This is the mail archive of the cygwin mailing list for the Cygwin project.


Index Nav: [Date Index] [Subject Index] [Author Index] [Thread Index]
Message Nav: [Date Prev] [Date Next] [Thread Prev] [Thread Next]
Other format: [Raw text]

Intermittent failures retrieving process exit codes


I've witnessed intermittent failures in multiple build systems while working at multiple companies using Cygwin bash and make as part of the build system but using non-Cygwin compilers and other tools. The intermittent failures occur when a process appears to complete successfully, but the process retrieving its exit code receives an unexpected value.

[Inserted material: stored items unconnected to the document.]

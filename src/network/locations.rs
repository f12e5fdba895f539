//! Points of interest and the set of location names roads connect

use std::collections::BTreeSet;

use serde::{Deserialize, Serialize};

use crate::geometry::WorldPoint;

use super::topology::PRIORITY_TABLE;

/// A placed location roads can lead to
#[derive(Clone, Debug, PartialEq, Serialize, Deserialize)]
pub struct PointOfInterest {
    pub name: String,
    pub position: WorldPoint,
    /// Roads stop at this distance from the position
    pub exterior_radius: f32,
}

impl PointOfInterest {
    pub fn new(name: impl Into<String>, position: WorldPoint, exterior_radius: f32) -> Self {
        Self {
            name: name.into(),
            position,
            exterior_radius,
        }
    }
}

/// Host-side location placement.
///
/// Locations are only valid once the host has finished placing them;
/// [`LocationSource::locations`] must not be called before
/// [`LocationSource::is_ready`] returns true.
pub trait LocationSource {
    fn is_ready(&self) -> bool;

    fn locations(&self) -> Vec<PointOfInterest>;
}

/// A fixed list of locations, ready from the start.
#[derive(Clone, Debug, Default)]
pub struct StaticLocations {
    pub locations: Vec<PointOfInterest>,
}

impl StaticLocations {
    pub fn new(locations: Vec<PointOfInterest>) -> Self {
        Self { locations }
    }
}

impl LocationSource for StaticLocations {
    fn is_ready(&self) -> bool {
        true
    }

    fn locations(&self) -> Vec<PointOfInterest> {
        self.locations.clone()
    }
}

/// Names of the locations a generation pass connects.
#[derive(Clone, Debug, Default, PartialEq, Eq)]
pub struct LocationRegistry {
    names: BTreeSet<String>,
}

impl LocationRegistry {
    pub fn empty() -> Self {
        Self::default()
    }

    /// Every name in the priority table plus `custom`.
    pub fn with_defaults<S: AsRef<str>>(custom: &[S]) -> Self {
        let mut registry = Self::empty();
        for (name, _) in PRIORITY_TABLE {
            registry.add(*name);
        }
        for name in custom {
            registry.add(name.as_ref());
        }
        registry
    }

    /// Returns false if the name was already registered.
    pub fn add(&mut self, name: &str) -> bool {
        self.names.insert(name.to_string())
    }

    /// Returns false if the name was not registered.
    pub fn remove(&mut self, name: &str) -> bool {
        self.names.remove(name)
    }

    pub fn contains(&self, name: &str) -> bool {
        self.names.contains(name)
    }

    pub fn len(&self) -> usize {
        self.names.len()
    }

    pub fn is_empty(&self) -> bool {
        self.names.is_empty()
    }
}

This has been seen on many different Cygwin versions across several years.

Several reports of similar sounding issues can be found online:
- http://cygwin.1069669.n5.nabble.com/Cygwin-1-7-x-on-Windows-7-Exit-statuses-of-Win32-executables-are-sometimes-wrong-td20186.html
- http://stackoverflow.com/questions/9769256/intermittent-failures-under-cygwin-possibly-related-to-candle-and-or-make


I recently was able to produce a very small test case that reproduces this issue reliably on some machines:

$ cat test.sh
#!/bin/sh

while [ 1 ]; do
  echo "test..."
  if cmd /c "false"; then
    echo "exiting..."
    exit 1
  fi
done

An invocation of test.sh should run indefinitely, but fails very quickly on one of my machines:

$ ./test.sh
test...
test...
exiting...

$ ./test.sh
test...
test...
test...
test...
exiting...

$ ./test.sh
test...
exiting...

There are several high-level possibilities for what is going wrong:

1) cmd.exe is failing to retrieve the correct exit code for the invocation of false.exe (A Cygwin process).

2) cmd.exe is failing to return the (correct) exit code it received for the invocation of false.exe.

3) bash.exe (A Cygwin process) is failing to retrieve the correct exit code for the invocation of cmd.exe.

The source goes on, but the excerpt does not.